Media queries allow fine control over how CSS rules are applied based on the features of the device on which your web page is being displayed. Device width, color, resolution and more can all be queried for. Reinhold Weber has created a demonstration of how the combination of media queries and CSS3 columns enables you to provide an optimized experience to Firefox, Safari, and Chrome users. The technique increases the number of text columns according to screen width.

Jonathan Snook has demonstrated a text rotation trick using the CSS3 transform extension in Safari, Chrome, and the latest version of Firefox. As a bonus he also demonstrates that by using the proprietary Microsoft filterproperty you can also support Internet Explorer.

Tim Brown achieves a pure CSS text-gradient in Safari while Markus Stange has some fun with box shadows in his post “Fun with Box Shadows.” Markus produces some impressive effects for buttons in Firefox 3.5 and there is also some support for box shadows in Safari and Chrome.

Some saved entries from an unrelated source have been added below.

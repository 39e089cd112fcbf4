//! Excel生成（CLI版）
//!
//! 共通ライブラリの excel_core でバッファを作り、ファイルに書き出す

use crate::error::{DashError, Result};
use forensic_dash_common::export::excel_core::generate_dashboard_buffer;
use forensic_dash_common::Dashboard;
use std::path::Path;

pub fn generate_excel(dashboards: &[Dashboard], output_path: &Path) -> Result<()> {
    let buffer = generate_dashboard_buffer(dashboards).map_err(DashError::ExcelGeneration)?;

    std::fs::write(output_path, buffer)
        .map_err(|e| DashError::ExcelGeneration(format!("ファイル書き込みエラー: {}", e)))?;

    Ok(())
}
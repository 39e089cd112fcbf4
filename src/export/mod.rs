pub mod json;
pub mod excel;

use crate::cli::ExportFormat;
use crate::error::Result;
use forensic_dash_common::Dashboard;
use std::path::{Path, PathBuf};

fn output_path_for_format(output: &Path, title: &str, extension: &str) -> PathBuf {
    if output.is_dir() || output.extension().is_none() {
        output.join(format!("{}.{}", title, extension))
    } else {
        output.to_path_buf()
    }
}

fn output_paths_for_both(output: &Path, title: &str) -> (PathBuf, PathBuf) {
    if output.is_dir() || output.extension().is_none() {
        let json_path = output.join(format!("{}.json", title));
        let excel_path = output.join(format!("{}.xlsx", title));
        (json_path, excel_path)
    } else {
        let parent = output.parent().unwrap_or_else(|| Path::new("."));
        let stem = output
            .file_stem()
            .and_then(|s| s.to_str())
            .unwrap_or(title);
        let json_path = parent.join(format!("{}.json", stem));
        let excel_path = parent.join(format!("{}.xlsx", stem));
        (json_path, excel_path)
    }
}

/// 出力ファイル名の既定値（1社なら会社名、複数なら dashboard）
pub fn default_title(dashboards: &[Dashboard]) -> String {
    match dashboards {
        [single] => forensic_dash_common::export::excel_core::sanitize_sheet_name(&single.company),
        _ => "dashboard".to_string(),
    }
}

/// ダッシュボードを指定形式で書き出し、書き出したパスを返す
pub fn export_dashboards(
    dashboards: &[Dashboard],
    format: &ExportFormat,
    output: &Path,
    source: &Path,
) -> Result<Vec<PathBuf>> {
    let title = default_title(dashboards);

    if output.extension().is_none() && !output.exists() {
        std::fs::create_dir_all(output)?;
    }

    let written = match format {
        ExportFormat::Json => {
            let path = output_path_for_format(output, &title, "json");
            json::write_report(dashboards, source, &path)?;
            vec![path]
        }
        ExportFormat::Excel => {
            let path = output_path_for_format(output, &title, "xlsx");
            excel::generate_excel(dashboards, &path)?;
            vec![path]
        }
        ExportFormat::Both => {
            let (json_path, excel_path) = output_paths_for_both(output, &title);
            json::write_report(dashboards, source, &json_path)?;
            excel::generate_excel(dashboards, &excel_path)?;
            vec![json_path, excel_path]
        }
    };

    for path in &written {
        tracing::info!(path = %path.display(), companies = dashboards.len(), "レポート出力");
    }
    Ok(written)
}

#[cfg(test)]
mod tests {
    use super::*;

    #[test]
    fn test_output_path_for_format() {
        let dir = tempfile::tempdir().unwrap();
        assert_eq!(
            output_path_for_format(dir.path(), "Acme", "json"),
            dir.path().join("Acme.json")
        );
        let file = dir.path().join("report.xlsx");
        assert_eq!(output_path_for_format(&file, "Acme", "xlsx"), file);
    }

    #[test]
    fn test_output_paths_for_both_uses_stem() {
        let (json, excel) = output_paths_for_both(Path::new("/tmp/out/report.json"), "Acme");
        assert_eq!(json, PathBuf::from("/tmp/out/report.json"));
        assert_eq!(excel, PathBuf::from("/tmp/out/report.xlsx"));
    }
}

I used the -webkit-box-sizing property in my Adobe AIR application in order to force an element to take 100% width while excluding the width of its borders and padding. Ordinarily the borders and padding would have extended the width of the element to greater than 100% — an often encountered annoyance. Now the box-sizing property has widespread browser support as James Hopkins explains.

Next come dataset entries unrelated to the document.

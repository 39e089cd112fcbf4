//! Forensic Dashboard Common Library
//!
//! スプレッドシートの表から指標系列を取り出し、フォレンジック判定を行う。
//! ファイルI/Oは持たず、CLI側の読み込み結果（Workbook）を受け取る。

pub mod table;
pub mod year;
pub mod extract;
pub mod filter;
pub mod verdict;
pub mod catalog;
pub mod source;
pub mod dashboard;
pub mod error;
pub mod export;

pub use table::{Cell, Table, Workbook};
pub use year::Year;
pub use extract::{
    extract_by_exact_label, extract_by_label, extract_structured, is_placeholder_header,
    parse_numeric, year_axis, MetricSeries, SeriesPoint, StructuredColumns,
};
pub use filter::{distinct_companies, filter_by_company};
pub use verdict::{classify, ForensicAggregate, Verdict};
pub use catalog::{MetricSpec, Section};
pub use source::{LabeledWideSource, LayoutMode, Source, StructuredSource};
pub use dashboard::{build_all, build_dashboard, AxisColumn, Dashboard, DupontTable, SectionSeries, NO_VERDICT};
pub use error::{Error, Result};
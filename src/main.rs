use clap::Parser;
use forensic_dash::{cli, config, error, export, render, selector, session};
use cli::{Cli, Commands};
use config::Config;
use error::Result;
use session::Session;
use tracing_subscriber::{fmt, EnvFilter};

fn init_logging(verbose: bool) {
    let default = if verbose {
        "info,forensic_dash=debug,forensic_dash_common=debug"
    } else {
        "warn,forensic_dash=info"
    };
    let env = EnvFilter::try_from_default_env().unwrap_or_else(|_| EnvFilter::new(default));
    fmt::Subscriber::builder()
        .with_env_filter(env)
        .with_writer(std::io::stderr)
        .init();
}

fn main() {
    let cli = Cli::parse();
    init_logging(cli.verbose);

    if let Err(e) = run(cli) {
        eprintln!("✖ {}", e);
        if e.is_load_error() {
            eprintln!("  入力ファイルを確認してください（--file / FORENSIC_DASH_FILE / config --set-file）");
        }
        std::process::exit(1);
    }
}

fn run(cli: Cli) -> Result<()> {
    let config = Config::load()?;

    match cli.command {
        Commands::Companies => {
            let mut session = Session::from_config(&config, cli.file.as_deref(), cli.layout);
            let companies = session.companies()?;
            println!("📋 会社一覧 ({}社) - {}\n", companies.len(), session.path().display());
            for company in companies {
                println!("  {}", company);
            }
        }

        Commands::Show { company } => {
            let mut session = Session::from_config(&config, cli.file.as_deref(), cli.layout);
            let company = match company {
                Some(c) => c,
                None => {
                    let companies = session.companies()?;
                    match selector::select_company(&companies, None)? {
                        Some(c) => c,
                        None => return Ok(()),
                    }
                }
            };
            let dashboard = session.dashboard(&company)?;
            print!("{}", render::render_dashboard(&dashboard));
        }

        Commands::Browse => {
            let mut session = Session::from_config(&config, cli.file.as_deref(), cli.layout);
            let mut last: Option<String> = None;

            // 選択のたびに読み込みから判定までをやり直す（ブックはキャッシュ経由）
            loop {
                let companies = session.companies()?;
                let Some(company) = selector::select_company(&companies, last.as_deref())? else {
                    break;
                };
                let dashboard = session.dashboard(&company)?;
                println!();
                print!("{}", render::render_dashboard(&dashboard));
                println!();
                last = Some(company);
            }
        }

        Commands::Verdicts => {
            let mut session = Session::from_config(&config, cli.file.as_deref(), cli.layout);
            let dashboards = session.dashboards()?;
            print!("{}", render::render_verdict_summary(&dashboards));
        }

        Commands::Export { company, all, format, output } => {
            println!("📄 forensic-dash - エクスポート\n");

            let mut session = Session::from_config(&config, cli.file.as_deref(), cli.layout);
            let dashboards = match (company, all) {
                (Some(c), _) => vec![session.dashboard(&c)?],
                (None, true) => session.dashboards()?,
                (None, false) => {
                    let companies = session.companies()?;
                    match selector::select_company(&companies, None)? {
                        Some(c) => vec![session.dashboard(&c)?],
                        None => return Ok(()),
                    }
                }
            };

            let output_dir = output.unwrap_or_else(|| std::path::PathBuf::from("."));
            let written = export::export_dashboards(&dashboards, &format, &output_dir, session.path())?;
            for path in written {
                println!("✔ 出力: {}", path.display());
            }

            println!("\n✅ エクスポート完了");
        }

        Commands::Config { set_file, set_layout, show } => {
            let mut config = config;

            if let Some(path) = set_file {
                config.set_workbook_path(path)?;
                println!("✔ 入力ファイルを設定しました");
            }

            if let Some(layout) = set_layout {
                config.set_layout(layout)?;
                println!("✔ シート形式を設定しました: {}", layout);
            }

            if show {
                println!("設定:");
                println!("  入力ファイル: {}", config.resolve_workbook_path(cli.file.as_deref()).display());
                println!("  シート形式: {}", config.layout);
                println!("  ラベル列: {}", config.label_column);
                println!("  会社列 / 年度列: {} / {}", config.company_column, config.year_column);
                println!("  設定ファイル: {}", Config::config_path()?.display());
            }
        }
    }

    Ok(())
}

CSS text shadows, which have always been supported by Chrome (and much longer by Safari [since version 1.1]), are now supported by the latest versions of Firefox and Opera. Westciv has an excellent CSS text shadow generation tool that you can play with. You can also have some fun with the CSS gradient generation tools, currently supported by Safari and Chrome.

The list goes on: rounded corners, custom fonts, and RGBA colors. It certainly is exciting!

But, as exciting as this stuff is, it still has to be cost effective to be worth the effort. So I’d be interested to hear if anyone is using progressive CSS enhancement in any way in their daily work? If you do so in client work, how do you sell the idea to clients? If a client can see an enhancement demonstrated in one browser, do they demand it in all browsers? And if you have any live examples let us know how you did it.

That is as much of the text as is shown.